[PROVIDED DATA Boundary: Start]

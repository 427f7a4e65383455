//! Plain-text scenario reports.
//!
//! Reports are meant to be read by people debugging a failed scenario, so
//! they are structured text rather than JSON.

use std::fmt;

use part_catalog::{NoticeLevel, SelectionState};

use crate::oracle::OracleVerdict;
use crate::workflow::ScenarioOutcome;

/// Everything worth printing about one scenario run.
#[derive(Debug, Clone)]
pub struct PartReport {
    pub family: String,
    pub selection: SelectionState,
    pub dimensions: Vec<(String, f64)>,
    pub triangle_count: usize,
    pub bounding_box: Option<([f64; 3], [f64; 3])>,
    pub surface_area: f64,
    pub kernel_calls: usize,
    pub notices: Vec<(NoticeLevel, String)>,
    pub oracle_results: Vec<OracleVerdict>,
    pub error: Option<String>,
}

impl PartReport {
    pub fn from_outcome(outcome: &ScenarioOutcome) -> Self {
        let (dimensions, triangle_count, bounding_box, surface_area, notices) = match &outcome.result {
            Ok(output) => {
                let bb = output.mesh.bounding_box();
                (
                    output
                        .dimensions
                        .iter()
                        .map(|(dim, value)| (dim.to_string(), value))
                        .collect(),
                    output.mesh.triangle_count(),
                    (!output.mesh.is_empty())
                        .then(|| ([bb.min.x, bb.min.y, bb.min.z], [bb.max.x, bb.max.y, bb.max.z])),
                    output.mesh.surface_area(),
                    output
                        .notices
                        .iter()
                        .map(|n| (n.level, n.message.clone()))
                        .collect(),
                )
            }
            Err(_) => (Vec::new(), 0, None, 0.0, Vec::new()),
        };
        Self {
            family: outcome.family.clone(),
            selection: outcome.selection,
            dimensions,
            triangle_count,
            bounding_box,
            surface_area,
            kernel_calls: outcome.kernel_calls.len(),
            notices,
            oracle_results: outcome.verdicts.clone(),
            error: outcome.result.as_ref().err().map(|e| e.to_string()),
        }
    }

    pub fn passed(&self) -> bool {
        self.error.is_none() && self.oracle_results.iter().all(|v| v.passed)
    }

    pub fn to_text(&self) -> String {
        let mut out = String::new();
        out.push_str(&format!("=== Part Report: {} ===\n\n", self.family));
        match self.selection.row {
            Some(row) => out.push_str(&format!(
                "Selection: row {row}, variant {}\n",
                self.selection.variant.number()
            )),
            None => out.push_str("Selection: none\n"),
        }

        if !self.dimensions.is_empty() {
            out.push_str(&format!("\nDimensions ({}):\n", self.dimensions.len()));
            for (name, value) in &self.dimensions {
                out.push_str(&format!("  {name} = {value}\n"));
            }
        }

        out.push_str(&format!(
            "\nMesh: {} triangles, area {:.3}, {} kernel calls\n",
            self.triangle_count, self.surface_area, self.kernel_calls
        ));
        if let Some((min, max)) = self.bounding_box {
            out.push_str(&format!(
                "Bounding Box: ({:.1}, {:.1}, {:.1}) -> ({:.1}, {:.1}, {:.1})\n",
                min[0], min[1], min[2], max[0], max[1], max[2],
            ));
        }

        if !self.notices.is_empty() {
            out.push_str("\nNotices:\n");
            for (level, message) in &self.notices {
                out.push_str(&format!("  [{level:?}] {message}\n"));
            }
        }

        if !self.oracle_results.is_empty() {
            out.push_str(&format!("\nOracle Results ({} checks):\n", self.oracle_results.len()));
            for v in &self.oracle_results {
                let status = if v.passed { "PASS" } else { "FAIL" };
                out.push_str(&format!("  [{status}] {}: {}\n", v.oracle_name, v.detail));
            }
        }

        match &self.error {
            Some(e) => out.push_str(&format!("\nError: {e}\n")),
            None => out.push_str("\nErrors: none\n"),
        }
        out
    }
}

impl fmt::Display for PartReport {
    fn fmt(&self, f: &mut fmt::Formatter<'_>) -> fmt::Result {
        f.write_str(&self.to_text())
    }
}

[PROVIDED DATA Boundary: End]

ACTIVITY
Reproduce, exactly and without additions, the run of lines from the start of the listing above to the line bearing "pub bounding_box: Option<([f64;", inclusive.

EXERCISE ANSWER
repository 427f7a4e65383455
//! Plain-text scenario reports.
//!
//! Reports are meant to be read by people debugging a failed scenario, so
//! they are structured text rather than JSON.

use std::fmt;

use part_catalog::{NoticeLevel, SelectionState};

use crate::oracle::OracleVerdict;
use crate::workflow::ScenarioOutcome;

/// Everything worth printing about one scenario run.
#[derive(Debug, Clone)]
pub struct PartReport {
    pub family: String,
    pub selection: SelectionState,
    pub dimensions: Vec<(String, f64)>,
    pub triangle_count: usize,
    pub bounding_box: Option<([f64; 3], [f64; 3])>,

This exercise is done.